The losses are in that place. And now this: Ireland on her knees with her mouth on my cock and the notebook open on the kitchen table and the trust it takes to be this vulnerable going in both directions simultaneously.
I pull her up and shed the rest of my clothes before I lose the choice.
Her eyes open and the question in them is answered when I lower her onto the bed and settle over her, my weight on my forearms, her hair fanning across the pillow in a color I will write about later when the deck is quiet and the memory of this is the ink.
"Tell me," she says.
"Tell you what."
"What you see." Her voice is open and her eyes hold mine and the invitation is not about sex. It is about the notebook, the practice of putting into language what I observe, and she is asking me to do it here, with her body underneath mine and the evening light turning her skin to amber.
"Red hair on a white pillow," I say, and lower my mouth to her throat.
"A pulse under my lips that speeds up when I do this.
" My tongue traces the tendon in her neck, and her hips rise against mine, the friction of her center against my cock pulling a groan from somewhere low in my throat.

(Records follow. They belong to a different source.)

use core::slice;

use ash::vk;
use frame_capture::{FarPlane, FrameSource, SourceImage, VkError};
use tracing::debug;

use super::{RenderedFrame, Renderer, swapchain::Swapchain};

const BACKGROUND: [f32; 4] = [0.05, 0.05, 0.05, 1.0];
const SQUARE: [f32; 4] = [0.9, 0.4, 0.1, 1.0];
const SQUARE_DEPTH: f32 = 0.5;

impl Renderer {
    /// Renders and submits a frame without presenting it.
    ///
    /// Returns `None` when no image could be acquired, the swapchain is rebuilt on the next call.
    pub unsafe fn render(&mut self) -> Result<Option<RenderedFrame>, VkError> {
        if self.swapchain.needs_to_rebuild {
            unsafe { self.rebuild_swapchain() }?;
        }

        let device = self.vulkan.device();

        // The previous frame must be done with the command buffer.
        unsafe {
            device
                .wait_for_fences(slice::from_ref(&self.in_flight_fence), true, u64::MAX)
                .map_err(|e| VkError::new(e, "vkWaitForFences"))?;
        }

        // Acquire next image
        let image_index = {
            let result = unsafe {
                self.surface.swapchain_device().acquire_next_image(
                    self.swapchain.swapchain,
                    u64::MAX,
                    self.image_available,
                    vk::Fence::null(),
                )
            };

            let (image_index, suboptimal) = match result {
                Ok(v) => v,
                Err(e) => match e {
                    vk::Result::ERROR_OUT_OF_DATE_KHR => {
                        self.swapchain.needs_to_rebuild = true;
                        return Ok(None);
                    }

                    vk::Result::NOT_READY | vk::Result::TIMEOUT => return Ok(None),

                    e => return Err(VkError::new(e, "vkAcquireNextImageKHR")),
                },
            };

            if suboptimal {
                self.swapchain.needs_to_rebuild = true;
            }

            image_index
        };

        unsafe {
            device
                .reset_fences(slice::from_ref(&self.in_flight_fence))
                .map_err(|e| VkError::new(e, "vkResetFences"))?;

            device
                .reset_command_pool(self.command_pool, vk::CommandPoolResetFlags::empty())
                .map_err(|e| VkError::new(e, "vkResetCommandPool"))?;
        }

        unsafe { self.record(image_index) }?;

        // Submit
        {
            let render_finished = self.swapchain.render_finished[image_index as usize];

            let submit = vk::SubmitInfo::default()
                .command_buffers(slice::from_ref(&self.command_buffer))
                .wait_dst_stage_mask(slice::from_ref(
                    &vk::PipelineStageFlags::COLOR_ATTACHMENT_OUTPUT,
                ))
                .wait_semaphores(slice::from_ref(&self.image_available))
                .signal_semaphores(slice::from_ref(&render_finished));

            let queue = self.vulkan.queue().lock();
            unsafe {
                device
                    .queue_submit(*queue, slice::from_ref(&submit), self.in_flight_fence)
                    .map_err(|e| VkError::new(e, "vkQueueSubmit"))?;
            }
            drop(queue);
        }

        self.frame += 1;

        let source = FrameSource {
            extent: self.swapchain.extent,
            color: SourceImage::presentable(
                self.swapchain.images[image_index as usize],
                self.surface_format.format,
            )
            .with_transfer_source(self.swapchain.color_transfer_source),
            depth: Some(SourceImage::depth_attachment(
                self.swapchain.depth.image,
                self.depth_format,
            )),
            frame_event: Some(self.frame_sync.event()),
        };

        Ok(Some(RenderedFrame {
            image_index,
            source,
        }))
    }

    /// Presents a frame returned by [`Renderer::render`].
    pub unsafe fn present(&mut self, frame: RenderedFrame) -> Result<(), VkError> {
        let render_finished = self.swapchain.render_finished[frame.image_index as usize];

        let present_info = vk::PresentInfoKHR::default()
            .wait_semaphores(slice::from_ref(&render_finished))
            .swapchains(slice::from_ref(&self.swapchain.swapchain))
            .image_indices(slice::from_ref(&frame.image_index));

        let queue = self.vulkan.queue().lock();
        let result = unsafe {
            self.surface
                .swapchain_device()
                .queue_present(*queue, &present_info)
        };
        drop(queue);

        let suboptimal = match result {
            Ok(suboptimal) => suboptimal,
            Err(e) => match e {
                vk::Result::ERROR_OUT_OF_DATE_KHR => true,

                e => return Err(VkError::new(e, "vkQueuePresentKHR")),
            },
        };

        if suboptimal {
            self.swapchain.needs_to_rebuild = true;
        }

        Ok(())
    }

    unsafe fn record(&self, image_index: u32) -> Result<(), VkError> {
        let device = self.vulkan.device();
        let command_buffer = self.command_buffer;
        let extent = self.swapchain.extent;

        let begin_info =
            vk::CommandBufferBeginInfo::default().flags(vk::CommandBufferUsageFlags::ONE_TIME_SUBMIT);

        unsafe {
            device
                .begin_command_buffer(command_buffer, &begin_info)
                .map_err(|e| VkError::new(e, "vkBeginCommandBuffer"))?;
        }

        // Begin render pass, clearing to the background and the far plane.
        {
            let far_depth = match self.far_plane {
                FarPlane::Standard => 1.0,
                FarPlane::Reversed => 0.0,
            };

            let clear_values = [
                vk::ClearValue {
                    color: vk::ClearColorValue {
                        float32: BACKGROUND,
                    },
                },
                vk::ClearValue {
                    depth_stencil: vk::ClearDepthStencilValue {
                        depth: far_depth,
                        stencil: 0,
                    },
                },
            ];

            let begin_info = vk::RenderPassBeginInfo::default()
                .render_pass(self.render_pass)
                .framebuffer(self.swapchain.framebuffers[image_index as usize])
                .render_area(vk::Rect2D::default().extent(extent))
                .clear_values(&clear_values);

            unsafe {
                device.cmd_begin_render_pass(command_buffer, &begin_info, vk::SubpassContents::INLINE)
            };
        }

        // Draw the square by clearing a region of both attachments.
        if let Some(rect) = square_rect(extent, self.frame) {
            let attachments = [
                vk::ClearAttachment {
                    aspect_mask: vk::ImageAspectFlags::COLOR,
                    color_attachment: 0,
                    clear_value: vk::ClearValue {
                        color: vk::ClearColorValue { float32: SQUARE },
                    },
                },
                vk::ClearAttachment {
                    aspect_mask: vk::ImageAspectFlags::DEPTH,
                    color_attachment: vk::ATTACHMENT_UNUSED,
                    clear_value: vk::ClearValue {
                        depth_stencil: vk::ClearDepthStencilValue {
                            depth: SQUARE_DEPTH,
                            stencil: 0,
                        },
                    },
                },
            ];

            let clear_rect = vk::ClearRect {
                rect,
                base_array_layer: 0,
                layer_count: 1,
            };

            unsafe {
                device.cmd_clear_attachments(
                    command_buffer,
                    &attachments,
                    slice::from_ref(&clear_rect),
                )
            };
        }

        unsafe {
            device.cmd_end_render_pass(command_buffer);

            // Captures wait on this before reading the attachments.
            self.frame_sync.cmd_signal(command_buffer);

            device
                .end_command_buffer(command_buffer)
                .map_err(|e| VkError::new(e, "vkEndCommandBuffer"))?;
        }

        Ok(())
    }

    unsafe fn rebuild_swapchain(&mut self) -> Result<(), VkError> {
        unsafe { self.vulkan.device_wait_idle() };

        let swapchain = match unsafe {
            Swapchain::new(
                self.vulkan.as_ref(),
                &self.surface,
                self.render_pass,
                self.surface_format,
                self.depth_format,
                self.window_extent,
                Some(self.swapchain.swapchain),
            )
        } {
            Ok(swapchain) => swapchain,
            Err(super::CreationError::VkError(e)) => return Err(e),
            Err(e) => {
                // Keep the old swapchain, it is retried on the next frame.
                debug!("Could not rebuild the swapchain: {e}");
                return Ok(());
            }
        };

        unsafe { self.swapchain.destroy(self.vulkan.as_ref(), &self.surface) };
        self.swapchain = swapchain;

        Ok(())
    }
}

/// A square a quarter of the shorter side, sweeping left to right.
fn square_rect(extent: vk::Extent2D, frame: u64) -> Option<vk::Rect2D> {
    let size = extent.width.min(extent.height) / 4;
    if size == 0 {
        return None;
    }

    let travel = u64::from(extent.width - size).max(1);
    let x = (frame * 4 % travel) as i32;
    let y = ((extent.height - size) / 2) as i32;

    Some(vk::Rect2D {
        offset: vk::Offset2D { x, y },
        extent: vk::Extent2D {
            width: size,
            height: size,
        },
    })
}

"Hands that have memorized every muscle in every patient they've touched, gripping my shoulders hard enough to leave marks. "
"I don't leave marks."
"You left marks last time." I find the spot below her ear that makes her gasp, and she gasps, and the confirmation settles in my teeth. "I checked."
"You checked."
"I'm thorough."
She laughs, breathless, and the laugh turns into a moan when my mouth drops to her breast, my tongue circling her nipple before I pull it between my lips. Her back arches, pressing into me, and her fingers dig into my shoulders with the strength she has never lost.

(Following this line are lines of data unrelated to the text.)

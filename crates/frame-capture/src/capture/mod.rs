use alloc::vec::Vec;
use core::time::Duration;
use std::path::PathBuf;

use ash::vk;
use tracing::{error, info};

use crate::{
    CaptureDevice, CaptureError, CaptureFormat, CaptureRequests, CaptureTarget,
    DEFAULT_SUBMISSION_TIMEOUT, DepthStatistics, FarPlane, PixelSink, ResourceState,
};

mod run;

/// An image owned by the renderer that can be captured.
#[derive(Debug, Clone, Copy, PartialEq, Eq)]
pub struct SourceImage {
    /// The Vulkan image.
    pub image: vk::Image,

    /// The image format.
    pub format: vk::Format,

    /// The state the renderer keeps the image in between frames, the capture returns it there.
    pub steady_state: ResourceState,

    /// If the image was created with `TRANSFER_SRC` usage. Captures of other images are refused.
    pub transfer_source: bool,
}

impl SourceImage {
    /// A source in any steady state.
    pub fn new(image: vk::Image, format: vk::Format, steady_state: ResourceState) -> Self {
        Self {
            image,
            format,
            steady_state,
            transfer_source: true,
        }
    }

    /// Marks whether the image can be copied from.
    pub fn with_transfer_source(mut self, transfer_source: bool) -> Self {
        self.transfer_source = transfer_source;
        self
    }

    /// A swapchain image that has been rendered and is waiting to be presented.
    pub fn presentable(image: vk::Image, format: vk::Format) -> Self {
        Self::new(image, format, ResourceState::PRESENTABLE)
    }

    /// A depth-stencil attachment.
    pub fn depth_attachment(image: vk::Image, format: vk::Format) -> Self {
        Self::new(image, format, ResourceState::DEPTH_ATTACHMENT)
    }
}

/// What the render loop exposes about the frame it just submitted.
#[derive(Debug, Clone, Copy, PartialEq, Eq)]
pub struct FrameSource {
    /// The frame extent, the whole extent is captured.
    pub extent: vk::Extent2D,

    /// The colour image of the frame.
    pub color: SourceImage,

    /// The depth attachment of the frame, if the renderer has one.
    pub depth: Option<SourceImage>,

    /// The event the frame signals once its attachment writes are complete.
    ///
    /// Without an event the capture relies on the acquire barrier alone.
    pub frame_event: Option<vk::Event>,
}

impl FrameSource {
    /// The image a capture of `target` reads.
    pub fn source(&self, target: CaptureTarget) -> Result<SourceImage, CaptureError> {
        let source = match target {
            CaptureTarget::Color => self.color,
            CaptureTarget::Depth => self.depth.ok_or(CaptureError::MissingDepthAttachment)?,
        };

        if !source.transfer_source {
            return Err(CaptureError::NotTransferSource(target));
        }

        Ok(source)
    }
}

/// Settings that apply to every capture.
#[derive(Debug, Clone, Copy, PartialEq, Eq)]
pub struct CaptureSettings {
    /// How long the capture submission is waited on.
    pub submission_timeout: Duration,

    /// The renderer's depth convention.
    pub far_plane: FarPlane,

    /// Poll the frame event from the host before submitting. Requires the `event-polling`
    /// feature.
    pub poll_frame_event: bool,
}

impl Default for CaptureSettings {
    fn default() -> Self {
        Self {
            submission_timeout: DEFAULT_SUBMISSION_TIMEOUT,
            far_plane: FarPlane::Standard,
            poll_frame_event: false,
        }
    }
}

/// The outcome of a successful capture.
#[derive(Debug, Clone, PartialEq, Eq)]
pub struct CaptureReport {
    /// What was captured.
    pub target: CaptureTarget,

    /// The resolved format.
    pub format: CaptureFormat,

    /// The captured extent.
    pub extent: vk::Extent2D,

    /// Where the sink wrote the pixels.
    pub path: PathBuf,

    /// Far plane and finite pixel counts, depth captures only.
    pub depth_statistics: Option<DepthStatistics>,
}

/// Services capture requests between submitting a frame and presenting it.
#[derive(Debug, Clone, Default)]
pub struct FrameCapture {
    settings: CaptureSettings,
}

impl FrameCapture {
    /// Creates the orchestrator.
    pub fn new(settings: CaptureSettings) -> Self {
        Self { settings }
    }

    /// The settings captures run with.
    pub fn settings(&self) -> &CaptureSettings {
        &self.settings
    }

    /// Captures the frame's colour image into `sink`.
    ///
    /// The capture waits on and resets the frame event. To capture both targets of one frame use
    /// [`FrameCapture::service`].
    ///
    /// # Safety
    /// The handles in `frame` must be valid on `device`, the frame must have been submitted and not
    /// yet presented.
    pub unsafe fn capture_color<D, S>(
        &self,
        device: &D,
        frame: &FrameSource,
        path: PathBuf,
        sink: &mut S,
    ) -> Result<CaptureReport, CaptureError>
    where
        D: CaptureDevice + ?Sized,
        S: PixelSink + ?Sized,
    {
        let mut frame_event = frame.frame_event;
        unsafe {
            self.capture(
                device,
                CaptureTarget::Color,
                frame,
                &mut frame_event,
                path,
                sink,
            )
        }
    }

    /// Captures the frame's depth attachment into `sink`.
    ///
    /// # Safety
    /// See [`FrameCapture::capture_color`].
    pub unsafe fn capture_depth<D, S>(
        &self,
        device: &D,
        frame: &FrameSource,
        path: PathBuf,
        sink: &mut S,
    ) -> Result<CaptureReport, CaptureError>
    where
        D: CaptureDevice + ?Sized,
        S: PixelSink + ?Sized,
    {
        let mut frame_event = frame.frame_event;
        unsafe {
            self.capture(
                device,
                CaptureTarget::Depth,
                frame,
                &mut frame_event,
                path,
                sink,
            )
        }
    }

    /// Runs every requested capture, colour first, returning each request to idle whatever the
    /// outcome. Failures are logged and returned, they never abort the render loop.
    ///
    /// Only the first submitted capture waits on the frame event. Later captures of the same frame
    /// are ordered behind it by submission order.
    ///
    /// # Safety
    /// See [`FrameCapture::capture_color`].
    pub unsafe fn service<D, S>(
        &self,
        device: &D,
        requests: &mut CaptureRequests,
        frame: &FrameSource,
        sink: &mut S,
    ) -> Vec<(CaptureTarget, Result<CaptureReport, CaptureError>)>
    where
        D: CaptureDevice + ?Sized,
        S: PixelSink + ?Sized,
    {
        let mut results = Vec::new();
        let mut frame_event = frame.frame_event;

        for target in [CaptureTarget::Color, CaptureTarget::Depth] {
            let Some(path) = requests.begin(target) else {
                continue;
            };

            let result =
                unsafe { self.capture(device, target, frame, &mut frame_event, path, sink) };

            match &result {
                Ok(report) => info!("Saved {target} capture to '{}'", report.path.display()),
                Err(e) => error!("Could not capture {target}:\n{e}"),
            }

            requests.finish(target);
            results.push((target, result));
        }

        results
    }
}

The same attention to the other breast, and her hips grind upward against me, the patience she usually brings to this dissolving under the same rawness that has been running through me since the kitchen.
My hand slides between her thighs and my fingers find her slick and swollen and ready, and the heat of her against my fingertips makes my cock ache where it presses against her hip.
I know how she likes to be touched here. Two fingers, curled, a rhythm that matches the pace she sets with her hips. I give her that rhythm and watch her face change, watch her jaw go loose and her eyes lose focus and her lips part around a sound she doesn't bother shaping into words.